**ASSIGNMENT**: How many lines of the data include the string "lock"? State that number alone.

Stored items
-------------------------

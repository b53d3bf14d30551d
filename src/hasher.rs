use argon2::{
    Argon2,
    password_hash::{PasswordHash, PasswordHasher, PasswordVerifier, SaltString, rand_core::OsRng},
};
use base64::{Engine as _, engine::general_purpose::STANDARD};
use sha2::{Digest, Sha256};
use std::sync::Arc;

use crate::error::HashError;

/// CredentialHasher
///
/// One-way transform from a clear-text secret to the value stored in
/// `LocalAccount::password_hash`.
///
/// Implementations must be stable across process restarts. Callers never compare
/// hashes themselves; they go through `verify`, so salted schemes can plug in
/// without changing the authenticator.
pub trait CredentialHasher: Send + Sync {
    /// Short identifier of the scheme, used in logs and configuration.
    fn scheme(&self) -> &'static str;

    /// Produces the stored form of `clear`. The caller is responsible for any
    /// trimming policy; the hasher hashes exactly what it is given.
    fn hash(&self, clear: &str) -> Result<String, HashError>;

    /// Checks `clear` against a previously stored hash.
    ///
    /// The default re-hashes and compares exactly (case-sensitive), which is only
    /// correct for deterministic schemes.
    fn verify(&self, clear: &str, stored: &str) -> bool {
        match self.hash(clear) {
            Ok(candidate) => candidate == stored,
            Err(e) => {
                tracing::warn!("hash computation failed during verify: {}", e);
                false
            }
        }
    }
}

/// HasherState
///
/// Shared handle used by the account service.
pub type HasherState = Arc<dyn CredentialHasher>;

/// LegacySha256Hasher
///
/// Compatibility scheme: Base64(SHA-256(utf8(clear))), no salt.
///
/// Identical passwords produce identical hashes across accounts, which makes stored
/// values open to precomputation attacks. It is kept so that credentials created by
/// earlier deployments keep validating; new deployments should select `Argon2Hasher`.
#[derive(Debug, Clone, Copy, Default)]
pub struct LegacySha256Hasher;

impl LegacySha256Hasher {
    /// Infallible form of `hash`, the scheme has no failure modes.
    pub fn digest(clear: &str) -> String {
        let digest = Sha256::digest(clear.as_bytes());
        STANDARD.encode(digest)
    }
}

impl CredentialHasher for LegacySha256Hasher {
    fn scheme(&self) -> &'static str {
        "legacy"
    }

    fn hash(&self, clear: &str) -> Result<String, HashError> {
        Ok(Self::digest(clear))
    }
}

/// Argon2Hasher
///
/// Salted, memory-hard Argon2id hashing with the crate's default parameters.
/// Output is a PHC string, so the salt and parameters travel with the hash.
#[derive(Debug, Clone, Copy, Default)]
pub struct Argon2Hasher;

impl CredentialHasher for Argon2Hasher {
    fn scheme(&self) -> &'static str {
        "argon2"
    }

    fn hash(&self, clear: &str) -> Result<String, HashError> {
        let salt = SaltString::generate(&mut OsRng);
        Argon2::default()
            .hash_password(clear.as_bytes(), &salt)
            .map(|h| h.to_string())
            .map_err(|e| HashError(e.to_string()))
    }

    fn verify(&self, clear: &str, stored: &str) -> bool {
        // Legacy Base64 digests are not PHC strings and simply fail to parse here.
        let parsed = match PasswordHash::new(stored) {
            Ok(parsed) => parsed,
            Err(e) => {
                tracing::debug!("stored hash is not a PHC string: {}", e);
                return false;
            }
        };
        Argon2::default()
            .verify_password(clear.as_bytes(), &parsed)
            .is_ok()
    }
}

/// HashScheme
///
/// Configuration-level selector between the available hashers.
#[derive(Debug, Clone, Copy, PartialEq, Eq, Default)]
pub enum HashScheme {
    #[default]
    Legacy,
    Argon2,
}

impl HashScheme {
    /// Parses the `PASSWORD_HASH_SCHEME` value. Unknown values yield `None`.
    pub fn parse(value: &str) -> Option<Self> {
        match value.trim().to_ascii_lowercase().as_str() {
            "legacy" | "sha256" => Some(HashScheme::Legacy),
            "argon2" | "argon2id" => Some(HashScheme::Argon2),
            _ => None,
        }
    }

    pub fn build(self) -> HasherState {
        match self {
            HashScheme::Legacy => Arc::new(LegacySha256Hasher),
            HashScheme::Argon2 => Arc::new(Argon2Hasher),
        }
    }
}
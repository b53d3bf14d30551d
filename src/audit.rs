use async_trait::async_trait;
use chrono::Utc;
use std::sync::Arc;
use tokio::sync::Mutex;

use crate::{
    error::StoreError,
    models::{AuditEntry, EventId, EventType},
};

/// AuditSink
///
/// Append-only log of security-relevant events. This crate only appends; storage,
/// retention and querying belong to whoever implements the sink.
#[async_trait]
pub trait AuditSink: Send + Sync {
    async fn append(
        &self,
        event_type: EventType,
        event_id: EventId,
        message: &str,
    ) -> Result<(), StoreError>;
}

/// AuditState
///
/// Shared handle to the configured sink.
pub type AuditState = Arc<dyn AuditSink>;

/// TracingAuditSink
///
/// Emits each entry as a structured `tracing` event on the `audit` target, leaving
/// collection to the subscriber (JSON in production). Never fails.
#[derive(Debug, Clone, Copy, Default)]
pub struct TracingAuditSink;

#[async_trait]
impl AuditSink for TracingAuditSink {
    async fn append(
        &self,
        event_type: EventType,
        event_id: EventId,
        message: &str,
    ) -> Result<(), StoreError> {
        tracing::info!(
            target: "audit",
            event_type = %event_type,
            event_id = event_id.code(),
            "{}",
            message
        );
        Ok(())
    }
}

/// MemoryAuditSink
///
/// Keeps every appended entry in memory. Used by tests to assert on audit output.
#[derive(Default)]
pub struct MemoryAuditSink {
    entries: Mutex<Vec<AuditEntry>>,
}

impl MemoryAuditSink {
    pub fn new() -> Self {
        Self::default()
    }

    /// Snapshot of everything appended so far, oldest first.
    pub async fn entries(&self) -> Vec<AuditEntry> {
        self.entries.lock().await.clone()
    }
}

#[async_trait]
impl AuditSink for MemoryAuditSink {
    async fn append(
        &self,
        event_type: EventType,
        event_id: EventId,
        message: &str,
    ) -> Result<(), StoreError> {
        self.entries.lock().await.push(AuditEntry {
            event_type,
            event_id,
            message: message.to_string(),
            recorded_at: Utc::now(),
        });
        Ok(())
    }
}

#[cfg(test)]
mod tests {
    use super::*;

    #[tokio::test]
    async fn memory_sink_keeps_order() {
        let sink = MemoryAuditSink::new();
        sink.append(EventType::Content, EventId::MenuCreated, "first")
            .await
            .unwrap();
        sink.append(EventType::Content, EventId::MenuUpdated, "second")
            .await
            .unwrap();

        let entries = sink.entries().await;
        assert_eq!(entries.len(), 2);
        assert_eq!(entries[0].message, "first");
        assert_eq!(entries[1].event_id, EventId::MenuUpdated);
    }

    #[tokio::test]
    async fn tracing_sink_never_fails() {
        let sink = TracingAuditSink;
        assert!(
            sink.append(EventType::Settings, EventId::SettingsAccountCreated, "x")
                .await
                .is_ok()
        );
    }
}
use blog_guard::{REJECTED_LINK, sterilize_link};

#[test]
fn test_rejection_marker_value() {
    assert_eq!(REJECTED_LINK, "#");
}

#[test]
fn test_blank_links() {
    assert_eq!(sterilize_link(""), sterilize_link("   "));
    assert_eq!(sterilize_link(""), "#");
}

#[test]
fn test_open_redirect_shapes() {
    let cases = [
        ("/", "/"),
        ("/about", "/about"),
        ("//evil.com", "#"),
        ("/\\evil.com", "#"),
        ("//evil.com/path?next=/", "#"),
        ("evil.com", "#"),
    ];
    for (input, expected) in cases {
        assert_eq!(sterilize_link(input), expected, "input: {input:?}");
    }
}

#[test]
fn test_ssrf_shapes() {
    let cases = [
        "http://127.0.0.1/x",
        "http://localhost",
        "http://localhost./",
        "http://192.168.1.5/admin",
        "http://10.0.0.9",
        "https://172.20.1.1:8443/",
    ];
    for input in cases {
        assert_eq!(sterilize_link(input), "#", "input: {input:?}");
    }
}

#[test]
fn test_public_links_untouched() {
    let cases = [
        "https://example.com/path",
        "http://example.com",
        "https://blog.example.org/post/2024/01/01/hello-world?utm=x#comments",
    ];
    for input in cases {
        assert_eq!(sterilize_link(input), input);
    }
}
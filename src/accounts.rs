use chrono::Utc;
use uuid::Uuid;

use crate::{
    audit::AuditState,
    error::AccountError,
    hasher::HasherState,
    models::{EventId, EventType, LocalAccount},
    repository::RepositoryState,
};

/// LocalAccountService
///
/// Credential handling for local (username/password) accounts: validation, creation,
/// password change and login bookkeeping.
///
/// Failure model, which callers rely on:
/// - malformed input (empty/whitespace arguments) is an `AccountError::InvalidInput`;
/// - `validate` reports an unknown user or a wrong password as `Ok(None)`, never as an error;
/// - `change_password` on an unknown id is `AccountError::NotFound`;
/// - `record_successful_login` on an unknown id is a silent no-op.
///
/// Passwords are trimmed before hashing on every path, so whatever a user can set they
/// can also log in with.
#[derive(Clone)]
pub struct LocalAccountService {
    repo: RepositoryState,
    audit: AuditState,
    hasher: HasherState,
}

fn require(value: &str, field: &'static str) -> Result<(), AccountError> {
    if value.trim().is_empty() {
        return Err(AccountError::invalid(field));
    }
    Ok(())
}

impl LocalAccountService {
    pub fn new(repo: RepositoryState, audit: AuditState, hasher: HasherState) -> Self {
        Self { repo, audit, hasher }
    }

    pub fn hash_scheme(&self) -> &'static str {
        self.hasher.scheme()
    }

    pub async fn count(&self) -> Result<i64, AccountError> {
        Ok(self.repo.count().await?)
    }

    /// validate
    ///
    /// Returns the account id when `input_password` matches the stored hash of the
    /// account whose stored username equals `username` **verbatim**. The username is
    /// not normalized here; callers pass the same lower-cased form `create` stored.
    pub async fn validate(
        &self,
        username: &str,
        input_password: &str,
    ) -> Result<Option<Uuid>, AccountError> {
        require(username, "username")?;
        require(input_password, "input_password")?;

        let Some(account) = self.repo.find_by_username(username).await? else {
            tracing::debug!("login attempt for unknown username");
            return Ok(None);
        };

        if self.hasher.verify(input_password.trim(), &account.password_hash) {
            Ok(Some(account.id))
        } else {
            tracing::debug!(account_id = %account.id, "password mismatch");
            Ok(None)
        }
    }

    /// create
    ///
    /// Persists a new account and appends one `SettingsAccountCreated` audit entry.
    ///
    /// No uniqueness pre-check is made; a duplicate username is rejected by the store
    /// and surfaces as `AccountError::Store`.
    pub async fn create(&self, username: &str, clear_password: &str) -> Result<Uuid, AccountError> {
        require(username, "username")?;
        require(clear_password, "clear_password")?;

        let id = Uuid::new_v4();
        let password_hash = self.hasher.hash(clear_password.trim())?;
        let account = LocalAccount::new(id, username.trim().to_lowercase(), password_hash);

        self.repo.add(account).await?;
        self.audit
            .append(
                EventType::Settings,
                EventId::SettingsAccountCreated,
                &format!("Account '{}' created.", id),
            )
            .await?;

        tracing::info!(account_id = %id, "local account created");
        Ok(id)
    }

    /// change_password
    ///
    /// Overwrites the stored hash. Not audited.
    pub async fn change_password(&self, id: Uuid, clear_password: &str) -> Result<(), AccountError> {
        require(clear_password, "clear_password")?;

        let mut account = self
            .repo
            .get_by_id(id)
            .await?
            .ok_or(AccountError::NotFound(id))?;

        account.password_hash = self.hasher.hash(clear_password.trim())?;
        self.repo.update(account).await?;

        tracing::info!(account_id = %id, "password changed");
        Ok(())
    }

    /// record_successful_login
    ///
    /// Stamps the last login ip/time. An unknown id is ignored without touching the store.
    pub async fn record_successful_login(&self, id: Uuid, ip_address: &str) -> Result<(), AccountError> {
        let Some(mut account) = self.repo.get_by_id(id).await? else {
            tracing::debug!(account_id = %id, "login record skipped, account not found");
            return Ok(());
        };

        account.last_login_ip = Some(ip_address.trim().to_string());
        account.last_login_at_utc = Some(Utc::now());
        self.repo.update(account).await?;
        Ok(())
    }

    /// ensure_default_account
    ///
    /// First-run bootstrap: when the store holds no account at all, creates one with the
    /// given credentials (through `create`, so it is audited). Returns the new id, or
    /// `None` if accounts already exist.
    pub async fn ensure_default_account(
        &self,
        username: &str,
        clear_password: &str,
    ) -> Result<Option<Uuid>, AccountError> {
        if self.count().await? > 0 {
            return Ok(None);
        }

        let id = self.create(username, clear_password).await?;
        tracing::warn!(
            account_id = %id,
            "no local accounts found, bootstrapped default account '{}'",
            username.trim().to_lowercase()
        );
        Ok(Some(id))
    }
}
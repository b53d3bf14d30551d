use thiserror::Error;
use uuid::Uuid;

/// StoreError
///
/// Failures raised by the collaborators this crate talks to (the account store and
/// the audit sink). They are never swallowed: every operation propagates them to
/// the caller unchanged, without retries.
#[derive(Debug, Error)]
pub enum StoreError {
    /// The underlying Postgres driver reported a failure.
    #[error("database error: {0}")]
    Database(#[from] sqlx::Error),

    /// The store rejected a record because its username is already taken.
    #[error("username '{0}' already exists")]
    Duplicate(String),

    /// The store (or sink) could not be reached.
    #[error("store unavailable: {0}")]
    Unavailable(String),
}

/// HashError
///
/// Raised when a hasher cannot produce a hash. The legacy SHA-256 scheme is total
/// and never returns it; the Argon2 scheme can fail on parameter or salt errors.
#[derive(Debug, Error)]
#[error("password hashing failed: {0}")]
pub struct HashError(pub String);

/// AccountError
///
/// The error surface of `LocalAccountService`.
///
/// Only two *domain* failures exist: `InvalidInput` (a required argument was empty or
/// whitespace) and `NotFound` (raised by `change_password` only). Unknown usernames and
/// wrong passwords are **not** errors, `validate` reports them with `None`.
#[derive(Debug, Error)]
pub enum AccountError {
    #[error("{field} must not be empty")]
    InvalidInput { field: &'static str },

    #[error("local account with id '{0}' not found")]
    NotFound(Uuid),

    #[error(transparent)]
    Store(#[from] StoreError),

    #[error(transparent)]
    Hash(#[from] HashError),
}

impl AccountError {
    /// Shorthand used by the argument guards.
    pub(crate) fn invalid(field: &'static str) -> Self {
        AccountError::InvalidInput { field }
    }
}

-------------------------

**OUTPUT**: 2